Transitioning from male to female or female to male is not an easy or inexpensive process. Considered by some insurance companies as an elective or cosmetic surgery, many transpeople must pay for gender reassignment surgery out-of-pocket and draw out the process over years. In many instances the process involves hormone therapy and surgical components.
The number of insurance companies covering sex reassignment surgeries is on the rise reported Huffington Post last December. Recent court decisions in Wisconsin and Massachusetts ruled that the failure to provide hormone treatment and other services constitutes cruel and unusual punishment. So if it’s a constitutionally mandated right for our prisoners to have access to transgender surgery, shouldn’t it also be accessible to law-abiding citizens?
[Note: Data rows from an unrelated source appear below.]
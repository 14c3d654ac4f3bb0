//! In-memory record store for development and tests
//!
//! One `RwLock` guards each table together with its unique indexes, so every
//! single-record write (including the conditional status write used by
//! settlement) is atomic.

use crate::core::entity::Entity;
use crate::core::store::{RecordStore, StoreError, StoreResult};
use crate::entities::payment::{Payment, PaymentStatus, PaymentStore, StatusWrite};
use async_trait::async_trait;
use chrono::{DateTime, Utc};
use std::collections::HashMap;
use std::sync::{Arc, RwLock, RwLockReadGuard, RwLockWriteGuard};
use uuid::Uuid;

struct Table<T> {
    records: HashMap<Uuid, T>,
    /// (field, canonical value) -> owning record
    unique: HashMap<(&'static str, String), Uuid>,
}

impl<T: Entity> Table<T> {
    fn unique_keys(record: &T) -> Vec<(&'static str, String)> {
        T::unique_fields()
            .iter()
            .filter_map(|field| {
                record
                    .field_value(field)
                    .filter(|value| !value.is_null())
                    .map(|value| (*field, value.to_key()))
            })
            .collect()
    }

    fn check_unique(&self, record: &T) -> StoreResult<()> {
        for key in Self::unique_keys(record) {
            if self.unique.get(&key).is_some_and(|owner| *owner != record.id()) {
                return Err(StoreError::UniqueViolation {
                    entity: T::resource_name_singular(),
                    field: key.0,
                    value: key.1,
                });
            }
        }
        Ok(())
    }

    fn index(&mut self, record: &T) {
        for key in Self::unique_keys(record) {
            self.unique.insert(key, record.id());
        }
    }

    fn unindex(&mut self, record: &T) {
        for key in Self::unique_keys(record) {
            self.unique.remove(&key);
        }
    }
}

fn oldest_first<T: Entity>(mut records: Vec<T>) -> Vec<T> {
    records.sort_by(|a, b| {
        a.created_at()
            .cmp(&b.created_at())
            .then_with(|| a.id().cmp(&b.id()))
    });
    records
}

/// Thread-safe in-memory [`RecordStore`]
///
/// Cheap to clone; clones share the same table.
pub struct InMemoryStore<T: Entity> {
    table: Arc<RwLock<Table<T>>>,
}

impl<T: Entity> Clone for InMemoryStore<T> {
    fn clone(&self) -> Self {
        Self {
            table: self.table.clone(),
        }
    }
}

impl<T: Entity> InMemoryStore<T> {
    /// Create a new in-memory store
    pub fn new() -> Self {
        Self {
            table: Arc::new(RwLock::new(Table {
                records: HashMap::new(),
                unique: HashMap::new(),
            })),
        }
    }

    fn read(&self) -> StoreResult<RwLockReadGuard<'_, Table<T>>> {
        self.table
            .read()
            .map_err(|e| StoreError::Backend(format!("Failed to acquire read lock: {e}")))
    }

    fn write(&self) -> StoreResult<RwLockWriteGuard<'_, Table<T>>> {
        self.table
            .write()
            .map_err(|e| StoreError::Backend(format!("Failed to acquire write lock: {e}")))
    }
}

impl<T: Entity> Default for InMemoryStore<T> {
    fn default() -> Self {
        Self::new()
    }
}

#[async_trait]
impl<T: Entity> RecordStore<T> for InMemoryStore<T> {
    async fn insert(&self, record: T) -> StoreResult<T> {
        let mut table = self.write()?;

        if table.records.contains_key(&record.id()) {
            return Err(StoreError::AlreadyExists {
                entity: T::resource_name_singular(),
                id: record.id(),
            });
        }
        table.check_unique(&record)?;

        table.index(&record);
        table.records.insert(record.id(), record.clone());
        Ok(record)
    }

    async fn get(&self, id: &Uuid) -> StoreResult<Option<T>> {
        Ok(self.read()?.records.get(id).cloned())
    }

    async fn list(&self) -> StoreResult<Vec<T>> {
        let table = self.read()?;
        Ok(oldest_first(table.records.values().cloned().collect()))
    }

    async fn update(&self, record: T) -> StoreResult<T> {
        let mut table = self.write()?;

        let Some(previous) = table.records.get(&record.id()).cloned() else {
            return Err(StoreError::NotFound {
                entity: T::resource_name_singular(),
                id: record.id(),
            });
        };
        table.check_unique(&record)?;

        table.unindex(&previous);
        table.index(&record);
        table.records.insert(record.id(), record.clone());
        Ok(record)
    }

    async fn delete(&self, id: &Uuid) -> StoreResult<bool> {
        let mut table = self.write()?;

        match table.records.remove(id) {
            Some(previous) => {
                table.unindex(&previous);
                Ok(true)
            }
            None => Ok(false),
        }
    }

    async fn search(&self, field: &str, value: &str) -> StoreResult<Vec<T>> {
        let table = self.read()?;
        let matches = table
            .records
            .values()
            .filter(|record| {
                record
                    .field_value(field)
                    .is_some_and(|candidate| candidate.matches(value))
            })
            .cloned()
            .collect();
        Ok(oldest_first(matches))
    }

    async fn count(&self) -> StoreResult<usize> {
        Ok(self.read()?.records.len())
    }
}

#[async_trait]
impl PaymentStore for InMemoryStore<Payment> {
    async fn find_by_transaction_id(&self, transaction_id: &str) -> StoreResult<Option<Payment>> {
        let table = self.read()?;
        let owner = table
            .unique
            .get(&("transaction_id", transaction_id.to_string()))
            .copied();
        Ok(owner.and_then(|id| table.records.get(&id).cloned()))
    }

    async fn pending_created_before(&self, cutoff: DateTime<Utc>) -> StoreResult<Vec<Payment>> {
        let table = self.read()?;
        let stale = table
            .records
            .values()
            .filter(|p| p.status == PaymentStatus::Pending && p.created_at <= cutoff)
            .cloned()
            .collect();
        Ok(oldest_first(stale))
    }

    async fn compare_and_set_status(
        &self,
        id: &Uuid,
        expected: PaymentStatus,
        next: PaymentStatus,
        at: DateTime<Utc>,
    ) -> StoreResult<StatusWrite> {
        let mut table = self.write()?;

        let Some(payment) = table.records.get_mut(id) else {
            return Ok(StatusWrite::Missing);
        };
        if payment.status != expected {
            return Ok(StatusWrite::Rejected(payment.status));
        }

        payment.status = next;
        payment.updated_at = at;
        Ok(StatusWrite::Applied(payment.clone()))
    }

    async fn force_status(
        &self,
        id: &Uuid,
        next: PaymentStatus,
        at: DateTime<Utc>,
    ) -> StoreResult<Option<(PaymentStatus, Payment)>> {
        let mut table = self.write()?;

        Ok(table.records.get_mut(id).map(|payment| {
            let previous = payment.status;
            payment.status = next;
            payment.updated_at = at;
            (previous, payment.clone())
        }))
    }
}

#[cfg(test)]
mod tests {
    use super::*;
    use crate::entities::dealer::{Dealer, SubscriptionTier};
    use crate::entities::payment::PaymentMethod;
    use chrono::Duration;
    use rust_decimal_macros::dec;

    fn payment() -> Payment {
        Payment::pending(Uuid::new_v4(), dec!(100.00), PaymentMethod::Card)
    }

    #[tokio::test]
    async fn test_insert_and_get() {
        let store = InMemoryStore::<Payment>::new();
        let created = store.insert(payment()).await.unwrap();

        let fetched = store.get(&created.id).await.unwrap();
        assert_eq!(fetched, Some(created));
        assert_eq!(store.count().await.unwrap(), 1);
    }

    #[tokio::test]
    async fn test_insert_duplicate_id_fails() {
        let store = InMemoryStore::<Payment>::new();
        let record = store.insert(payment()).await.unwrap();

        let err = store.insert(record).await.unwrap_err();
        assert!(matches!(err, StoreError::AlreadyExists { .. }));
    }

    #[tokio::test]
    async fn test_duplicate_transaction_id_is_rejected() {
        let store = InMemoryStore::<Payment>::new();
        let first = store.insert(payment()).await.unwrap();

        let mut copy = payment();
        copy.transaction_id = first.transaction_id.clone();
        let err = store.insert(copy).await.unwrap_err();
        assert!(matches!(
            err,
            StoreError::UniqueViolation {
                field: "transaction_id",
                ..
            }
        ));
        assert_eq!(store.count().await.unwrap(), 1);
    }

    #[tokio::test]
    async fn test_unique_index_follows_updates_and_deletes() {
        let store = InMemoryStore::<Dealer>::new();
        let mut dealer = store
            .insert(Dealer::new("Premium Motors", "premium@example.com", SubscriptionTier::Premium))
            .await
            .unwrap();

        dealer.email = "motors@example.com".to_string();
        store.update(dealer.clone()).await.unwrap();

        // The old email is free again
        store
            .insert(Dealer::new("Other", "premium@example.com", SubscriptionTier::Basic))
            .await
            .unwrap();

        assert!(store.delete(&dealer.id).await.unwrap());
        assert!(!store.delete(&dealer.id).await.unwrap());
        store
            .insert(Dealer::new("Third", "motors@example.com", SubscriptionTier::Basic))
            .await
            .unwrap();
    }

    #[tokio::test]
    async fn test_update_missing_record() {
        let store = InMemoryStore::<Payment>::new();
        let err = store.update(payment()).await.unwrap_err();
        assert!(matches!(err, StoreError::NotFound { .. }));
    }

    #[tokio::test]
    async fn test_search_and_list_order() {
        let store = InMemoryStore::<Payment>::new();
        let dealer_id = Uuid::new_v4();

        let mut older = Payment::pending(dealer_id, dec!(10), PaymentMethod::Upi);
        older.created_at = Utc::now() - Duration::minutes(5);
        let newer = Payment::pending(dealer_id, dec!(20), PaymentMethod::Card);
        store.insert(newer.clone()).await.unwrap();
        store.insert(older.clone()).await.unwrap();
        store.insert(payment()).await.unwrap();

        let found = store.search("dealer_id", &dealer_id.to_string()).await.unwrap();
        assert_eq!(found.len(), 2);
        assert_eq!(found[0].id, older.id);

        assert_eq!(store.search("amount", "20.0").await.unwrap().len(), 1);
        assert_eq!(store.list().await.unwrap()[0].id, older.id);
    }

    #[tokio::test]
    async fn test_find_by_transaction_id() {
        let store = InMemoryStore::<Payment>::new();
        let created = store.insert(payment()).await.unwrap();

        let found = store
            .find_by_transaction_id(&created.transaction_id)
            .await
            .unwrap();
        assert_eq!(found.map(|p| p.id), Some(created.id));
        assert!(store.find_by_transaction_id("TXN0-00000000").await.unwrap().is_none());
    }

    #[tokio::test]
    async fn test_pending_created_before() {
        let store = InMemoryStore::<Payment>::new();
        let mut stale = payment();
        stale.created_at = Utc::now() - Duration::seconds(60);
        let stale = store.insert(stale).await.unwrap();
        store.insert(payment()).await.unwrap();

        let mut settled = payment();
        settled.created_at = Utc::now() - Duration::seconds(60);
        settled.status = PaymentStatus::Success;
        store.insert(settled).await.unwrap();

        let found = store
            .pending_created_before(Utc::now() - Duration::seconds(30))
            .await
            .unwrap();
        assert_eq!(found.len(), 1);
        assert_eq!(found[0].id, stale.id);
    }

    #[tokio::test]
    async fn test_compare_and_set_applies_once() {
        let store = InMemoryStore::<Payment>::new();
        let created = store.insert(payment()).await.unwrap();
        let at = Utc::now();

        let first = store
            .compare_and_set_status(&created.id, PaymentStatus::Pending, PaymentStatus::Success, at)
            .await
            .unwrap();
        let StatusWrite::Applied(updated) = first else {
            panic!("expected the first write to apply");
        };
        assert_eq!(updated.status, PaymentStatus::Success);
        assert_eq!(updated.updated_at, at);
        assert_eq!(updated.created_at, created.created_at);

        let second = store
            .compare_and_set_status(&created.id, PaymentStatus::Pending, PaymentStatus::Failed, at)
            .await
            .unwrap();
        assert_eq!(second, StatusWrite::Rejected(PaymentStatus::Success));

        let missing = store
            .compare_and_set_status(&Uuid::new_v4(), PaymentStatus::Pending, PaymentStatus::Failed, at)
            .await
            .unwrap();
        assert_eq!(missing, StatusWrite::Missing);
    }

    #[tokio::test]
    async fn test_concurrent_compare_and_set_has_single_winner() {
        let store = InMemoryStore::<Payment>::new();
        let created = store.insert(payment()).await.unwrap();

        let mut handles = Vec::new();
        for i in 0..16 {
            let store = store.clone();
            let id = created.id;
            handles.push(tokio::spawn(async move {
                let next = if i % 2 == 0 {
                    PaymentStatus::Success
                } else {
                    PaymentStatus::Failed
                };
                store
                    .compare_and_set_status(&id, PaymentStatus::Pending, next, Utc::now())
                    .await
                    .unwrap()
            }));
        }

        let mut applied = 0;
        for handle in handles {
            if matches!(handle.await.unwrap(), StatusWrite::Applied(_)) {
                applied += 1;
            }
        }
        assert_eq!(applied, 1);
    }

    #[tokio::test]
    async fn test_force_status() {
        let store = InMemoryStore::<Payment>::new();
        let created = store.insert(payment()).await.unwrap();

        let (previous, updated) = store
            .force_status(&created.id, PaymentStatus::Failed, Utc::now())
            .await
            .unwrap()
            .unwrap();
        assert_eq!(previous, PaymentStatus::Pending);
        assert_eq!(updated.status, PaymentStatus::Failed);

        let missing = store
            .force_status(&Uuid::new_v4(), PaymentStatus::Success, Utc::now())
            .await
            .unwrap();
        assert!(missing.is_none());
    }
}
The related Wisconsin case concluded in March of this year, and it began with a state law barring the medical care of transgender inmates. Lambda Legal and the ACLU challenged the state law in federal court and won in 2010. After being upheld in a court of appeals, the U.S. Supreme Court turned down a subsequent appeal, securing the right for current and future transgender inmates access to appropriate medical care.
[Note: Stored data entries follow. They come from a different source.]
//! # Autocenter
//!
//! Back-office service for car dealers: dealer accounts, vehicle inventory
//! and subscription payments.
//!
//! ## Features
//!
//! - **CRUD over REST**: dealers, vehicles and payments with camelCase JSON
//! - **Settlement Engine**: every payment leaves PENDING exactly once, either
//!   through its delayed completion or through the periodic sweep
//! - **Injectable seams**: stores, outcome decider and scheduler are traits
//! - **Demo bearer auth**: HS256 tokens guarding the entity routes
//!
//! ## Quick Start
//!
//! ```rust,ignore
//! use autocenter::prelude::*;
//!
//! #[tokio::main]
//! async fn main() -> Result<()> {
//!     ServerBuilder::new()
//!         .with_config(AppConfig::load()?)
//!         .serve()
//!         .await
//! }
//! ```

pub mod config;
pub mod core;
pub mod entities;
pub mod seed;
pub mod server;
pub mod settlement;
pub mod storage;

/// Re-exports of commonly used types and traits
pub mod prelude {
    // === Core ===
    pub use crate::core::{
        AuthContext, AuthPolicy, AuthProvider, DomainEvent, Entity, EventBus, FieldValue,
        JwtAuthProvider, RecordStore, ServiceError, ServiceResult, StoreError, StoreResult,
    };

    // === Entities ===
    pub use crate::entities::{
        Dealer, Payment, PaymentMethod, PaymentStatus, SubscriptionTier, Vehicle, VehicleStatus,
    };
    pub use crate::entities::payment::{PaymentStore, StatusWrite};

    // === Settlement ===
    pub use crate::settlement::{
        FixedOutcome, ManualScheduler, Outcome, OutcomeDecider, Scheduler, Settlement,
        SettlementEngine, SettlementPolicy, SweepReport, TokioScheduler, WeightedRandomOutcome,
    };

    // === Storage ===
    pub use crate::storage::InMemoryStore;

    // === Config ===
    pub use crate::config::AppConfig;

    // === Server ===
    pub use crate::server::{ServerBuilder, ServerHost, Stores};

    // === External dependencies ===
    pub use anyhow::Result;
    pub use chrono::{DateTime, Utc};
    pub use rust_decimal::Decimal;
    pub use uuid::Uuid;
}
The recent decision by a federal court in Massachusetts focused on the right to surgery, discussing the medical implications of gender identity disorder. The fact that convicted murderer Michelle Kosilek (born Robert Kosilek) attempted suicide and self-castration demonstrated the gravity of the disorder and the requirement of surgical treatments. I do, however, worry about labeling all transgender people as disordered. Mental illness and trans-identities are both already stigmatized in the U.S.
Implementing these new rules will be complicated for prison systems, which operate on a strict gender binary. Officials in Massachusetts worried about the added cost and security required to care for a transfemale in a male facility. But just because an transition is difficult doesn’t mean it’s not important and necessary – just ask a transgender person.